On October 16, Susan Kelly sued Ethicon Inc. and Johnson & Johnson, creators of a mesh implant, in the Northern District of Iowa on grounds that the defendants were negligent in giving warnings about the dangers of the mesh surgically placed inside Kelly, resulting in the implant extensively harming the plaintiff. The court granted summary judgment in favor of the defendants.
Kelly received the mesh implant to stabilize a bladder injury. The plaintiff asserted that she received information about the risks of the implant surgery, but not about the risks of the implant itself. Kelly averred that the implant corroded, leaving the plaintiff with “depression, pelvic pain, dyspareunia…” and other injuries.
Kelly then sued the defendants for damages, arguing that the manufacturers’ failure to thoroughly warn the plaintiff of the mesh’s risks before the implant surgery operated as a negligent failure to warn that served as the proximate cause of the plaintiff’s injuries, in violation of Iowa state law. The court disagreed, explaining that Iowa uses the learned intermediary doctrine for claims of negligent duty to warn, which requires adequate warnings to the implanting physician and not the patient.
The court further elucidated on the intermediary rule, explicating that when asserting a claim against a manufacturer for a negligent failure to warn, in order to establish proximate causation, “the plaintiff must show that a proper warning would have changed the decision of the treating physician, i.e., that but for the inadequate warning, the treating physician would not have used or prescribed the product.” However, the court continued, even if the manufacturer’s warnings were subpar, “(u)nder the learned intermediary doctrine, the manufacturer’s failure to provide the physician with adequate warnings of the risks associated with a particular … product is not the proximate cause of a patient’s injury if the … physician had independent knowledge of the risk that the adequate warning should have communicated … Thus, the causal link between a patient’s injury and the alleged failure to warn is broken when the … physician had ‘substantially the same’ knowledge as an adequate warning from the manufacturer should have communicated to him.”
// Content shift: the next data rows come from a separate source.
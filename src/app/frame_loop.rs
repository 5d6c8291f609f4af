use super::session::Session;
use super::types::{LoopControl, ShutdownReason};
use crate::analyzer::{preprocess, MotionDetector, MotionResult};
use crate::display::{Display, RenderFrame};
use crate::error::{LinecountError, Result, SourceError};
use crate::input::{InputQueue, InputSender};
use crate::source::FrameSource;

use image::GrayImage;
use std::time::Instant;
use tokio_util::sync::CancellationToken;
use tracing::{debug, error, info, warn};

/// Sequential acquire, detect, count, render, input cycle
pub struct FrameLoop {
    source: Box<dyn FrameSource>,
    detector: MotionDetector,
    display: Display,
    queue: InputQueue,
    session: Session,
    previous_gray: Option<GrayImage>,
    frames_processed: u64,
}

impl FrameLoop {
    pub fn new(
        source: Box<dyn FrameSource>,
        display: Display,
        queue: InputQueue,
        session: Session,
    ) -> Self {
        Self {
            source,
            detector: MotionDetector::new(),
            display,
            queue,
            session,
            previous_gray: None,
            frames_processed: 0,
        }
    }

    /// Grab the frame every later frame is first compared against
    pub fn prime(&mut self) -> Result<()> {
        let thresholds = self.session.thresholds()?;
        let frame = self.source.next_frame()?;
        self.previous_gray = Some(preprocess(
            &frame,
            thresholds.multiplier,
            thresholds.scalar,
        )?);
        debug!("Primed frame loop with frame {}", frame.id);
        Ok(())
    }

    /// One full iteration
    pub fn iterate(&mut self) -> Result<LoopControl> {
        let started = Instant::now();

        // Edits made while draining input apply from the next iteration
        let thresholds = self.session.thresholds()?;

        let frame = self.source.next_frame()?;
        let gray = preprocess(&frame, thresholds.multiplier, thresholds.scalar)?;

        let motion = match &self.previous_gray {
            Some(previous) => match self.detector.analyze(&gray, previous, &thresholds) {
                Ok(motion) => motion,
                Err(e) => {
                    warn!("Skipping detection for frame {}: {}", frame.id, e);
                    MotionResult::default()
                }
            },
            None => MotionResult::default(),
        };
        let regions = motion.regions;

        let count_before = self.session.count();
        let annotated = self.session.count_regions(&regions, &thresholds);
        let counted = self.session.count() - count_before;
        if counted > 0 {
            info!("Count: {}", self.session.count());
        }

        let now = Instant::now();
        let render = RenderFrame {
            outlines: motion.outlines,
            regions: annotated,
            counting_line: thresholds.counting_line,
            count: self.session.count(),
            panel: self.session.panel_state(),
            status: self.session.status(now).cloned(),
            frame,
        };
        if let Err(e) = self.display.present(&render, now) {
            warn!("Display error: {}", e);
        }

        self.previous_gray = Some(gray);
        self.session.end_frame();

        let control = self
            .session
            .handle_events(self.queue.drain(), Instant::now());

        self.frames_processed += 1;
        debug!(
            "Frame {} took {:?}: {} regions, {} counted",
            render.frame.id,
            started.elapsed(),
            regions.len(),
            counted
        );
        Ok(control)
    }

    /// Iterate until QUIT, end of stream, a fatal error or cancellation
    pub fn run(&mut self, cancel: &CancellationToken) -> ShutdownReason {
        let reason = self.run_until_stopped(cancel);
        let stats = self.display.stats();
        info!(
            "Frame loop stopped after {} frames; display '{}' rendered {}, skipped {}, failed {}",
            self.frames_processed,
            self.display.sink_name(),
            stats.frames_rendered,
            stats.frames_skipped,
            stats.render_errors
        );
        reason
    }

    fn run_until_stopped(&mut self, cancel: &CancellationToken) -> ShutdownReason {
        if let Err(e) = self.prime() {
            return Self::reason_for(e);
        }
        info!("Frame loop running from source '{}'", self.source.name());

        loop {
            if cancel.is_cancelled() {
                return ShutdownReason::Cancelled;
            }

            match self.iterate() {
                Ok(LoopControl::Continue) => {}
                Ok(LoopControl::Quit) => return ShutdownReason::UserRequest,
                Err(e) => return Self::reason_for(e),
            }
        }
    }

    fn reason_for(e: LinecountError) -> ShutdownReason {
        match e {
            LinecountError::Source(SourceError::EndOfStream) => {
                info!("Frame source reached end of stream");
                ShutdownReason::EndOfStream
            }
            other => {
                error!("Frame loop stopped: {}", other);
                ShutdownReason::Error(other.to_string())
            }
        }
    }

    pub fn input_sender(&self) -> InputSender {
        self.queue.sender()
    }

    pub fn queue(&self) -> &InputQueue {
        &self.queue
    }

    pub fn session(&self) -> &Session {
        &self.session
    }

    pub fn frames_processed(&self) -> u64 {
        self.frames_processed
    }
}
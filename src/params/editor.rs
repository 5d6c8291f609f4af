use super::document::{load_status, save_status};
use super::store::{ParameterStore, StepDirection};
use crate::input::VirtualEvent;
use std::path::{Path, PathBuf};
use tracing::{debug, info, warn};

#[derive(Debug, Clone, Copy, PartialEq, Eq)]
pub enum EditorMode {
    Browsing,
    Editing,
}

/// Selection and edit flag of the parameter panel
#[derive(Debug, Clone, Copy, PartialEq, Eq, Default)]
pub struct EditorState {
    pub selected_index: usize,
    pub editing: bool,
}

impl EditorState {
    pub fn mode(&self) -> EditorMode {
        if self.editing {
            EditorMode::Editing
        } else {
            EditorMode::Browsing
        }
    }
}

/// State machine driving parameter selection and editing from virtual events
pub struct ParameterEditor {
    state: EditorState,
    params_path: PathBuf,
}

impl ParameterEditor {
    pub fn new<P: AsRef<Path>>(params_path: P) -> Self {
        Self {
            state: EditorState::default(),
            params_path: params_path.as_ref().to_path_buf(),
        }
    }

    pub fn state(&self) -> EditorState {
        self.state
    }

    pub fn mode(&self) -> EditorMode {
        self.state.mode()
    }

    pub fn params_path(&self) -> &Path {
        &self.params_path
    }

    /// Apply one event. Returns status text when the event produced an
    /// operator-visible outcome (save/load).
    pub fn apply(&mut self, event: VirtualEvent, store: &mut ParameterStore) -> Option<String> {
        let count = store.len();
        if count == 0 {
            return None;
        }

        match (event, self.state.mode()) {
            (VirtualEvent::NavUp, EditorMode::Browsing) => {
                self.state.selected_index = (self.state.selected_index + count - 1) % count;
                None
            }
            (VirtualEvent::NavDown, EditorMode::Browsing) => {
                self.state.selected_index = (self.state.selected_index + 1) % count;
                None
            }
            (VirtualEvent::NavUp, EditorMode::Editing) => {
                self.step_selected(store, StepDirection::Increase);
                None
            }
            (VirtualEvent::NavDown, EditorMode::Editing) => {
                self.step_selected(store, StepDirection::Decrease);
                None
            }
            (VirtualEvent::ToggleEdit, _) => {
                self.state.editing = !self.state.editing;
                debug!("Editor mode now {:?}", self.state.mode());
                None
            }
            (VirtualEvent::Save, _) => {
                let result = store.save_to(&self.params_path);
                if let Err(e) = &result {
                    warn!("{}", e);
                }
                Some(save_status(&result))
            }
            (VirtualEvent::Load, _) => {
                let result = store.load_from(&self.params_path);
                if let Err(e) = &result {
                    warn!("{}", e);
                }
                Some(load_status(&result))
            }
            (VirtualEvent::Reset | VirtualEvent::Quit, _) => {
                debug!("Editor ignoring {}", event);
                None
            }
        }
    }

    fn step_selected(&self, store: &mut ParameterStore, direction: StepDirection) {
        let Some(name) = store
            .get_at(self.state.selected_index)
            .map(|p| p.name().to_string())
        else {
            return;
        };

        match store.step(&name, direction) {
            Ok(value) => info!("{} = {}", name, value),
            Err(e) => warn!("Failed to step parameter: {}", e),
        }
    }
}
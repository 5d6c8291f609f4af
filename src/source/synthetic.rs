use super::{FramePacer, FrameSource};
use crate::error::{Result, SourceError};
use crate::frame::FrameData;
use image::{Rgb, RgbImage};
use std::collections::VecDeque;
use std::time::SystemTime;

const BACKGROUND: Rgb<u8> = Rgb([24, 24, 24]);
const OBJECT: Rgb<u8> = Rgb([230, 230, 230]);

enum Scene {
    /// Pre-built frames played once in order
    Scripted(VecDeque<RgbImage>),
    /// Bright boxes falling through the frame, one lane at a time
    FallingBoxes { frame_index: u64 },
}

/// Generated frames for bench runs and tests
pub struct SyntheticSource {
    width: u32,
    height: u32,
    scene: Scene,
    next_id: u64,
    pacer: FramePacer,
}

impl SyntheticSource {
    /// Play the given frames once, then report end of stream
    pub fn scripted(width: u32, height: u32, frames: Vec<RgbImage>) -> Self {
        Self {
            width,
            height,
            scene: Scene::Scripted(frames.into()),
            next_id: 0,
            pacer: FramePacer::unpaced(),
        }
    }

    /// Endless scene of boxes falling down through the frame
    pub fn falling_boxes(width: u32, height: u32, fps: u32) -> Self {
        Self {
            width,
            height,
            scene: Scene::FallingBoxes { frame_index: 0 },
            next_id: 0,
            pacer: FramePacer::new(fps),
        }
    }

    /// Uniform background frame
    pub fn blank_frame(width: u32, height: u32) -> RgbImage {
        RgbImage::from_pixel(width, height, BACKGROUND)
    }

    /// Background frame with one bright box at `(x, y)` of size `w`x`h`
    pub fn frame_with_boxes(width: u32, height: u32, boxes: &[(u32, u32, u32, u32)]) -> RgbImage {
        let mut image = Self::blank_frame(width, height);
        for &(x, y, w, h) in boxes {
            for py in y..(y + h).min(height) {
                for px in x..(x + w).min(width) {
                    image.put_pixel(px, py, OBJECT);
                }
            }
        }
        image
    }

    fn falling_box_frame(&self, frame_index: u64) -> RgbImage {
        let box_w = (self.width / 8).max(1);
        let box_h = (self.height / 6).max(1);
        let speed = (self.height / 30).max(1) as u64;

        // One box per pass; each pass uses the next of four lanes
        let travel = (self.height + box_h) as u64;
        let frames_per_pass = travel.div_ceil(speed);
        let pass = frame_index / frames_per_pass;
        let offset = (frame_index % frames_per_pass) * speed;

        let lane = (pass % 4) as u32;
        let x = self.width / 8 + lane * (self.width / 4);
        let top = offset as i64 - box_h as i64;

        let y = top.max(0) as u32;
        let visible_h = (top + box_h as i64 - y as i64).max(0) as u32;

        Self::frame_with_boxes(self.width, self.height, &[(x, y, box_w, visible_h)])
    }
}

impl FrameSource for SyntheticSource {
    fn resolution(&self) -> (u32, u32) {
        (self.width, self.height)
    }

    fn next_frame(&mut self) -> Result<FrameData> {
        self.pacer.wait();

        let image = match &mut self.scene {
            Scene::Scripted(frames) => frames.pop_front().ok_or(SourceError::EndOfStream)?,
            Scene::FallingBoxes { frame_index } => {
                let index = *frame_index;
                *frame_index += 1;
                self.falling_box_frame(index)
            }
        };

        if image.dimensions() != (self.width, self.height) {
            return Err(SourceError::SizeMismatch {
                expected: (self.width, self.height),
                actual: image.dimensions(),
            }
            .into());
        }

        let id = self.next_id;
        self.next_id += 1;
        Ok(FrameData::from_rgb_image(id, SystemTime::now(), image))
    }

    fn name(&self) -> &str {
        "synthetic"
    }
}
The court concluded by ruling that given the aforementioned legal standard, the plaintiff’s claim failed as a matter of law due to Kelly failing to provide evidence that the doctor did or did not possess adequate knowledge of the risks of the vaginal mesh at the time of implantation. The court did acknowledge that the plaintiff requested leave to depose the doctor; however, the court ruled against the plaintiff, holding that no such deposition could take place given that the discovery period had passed.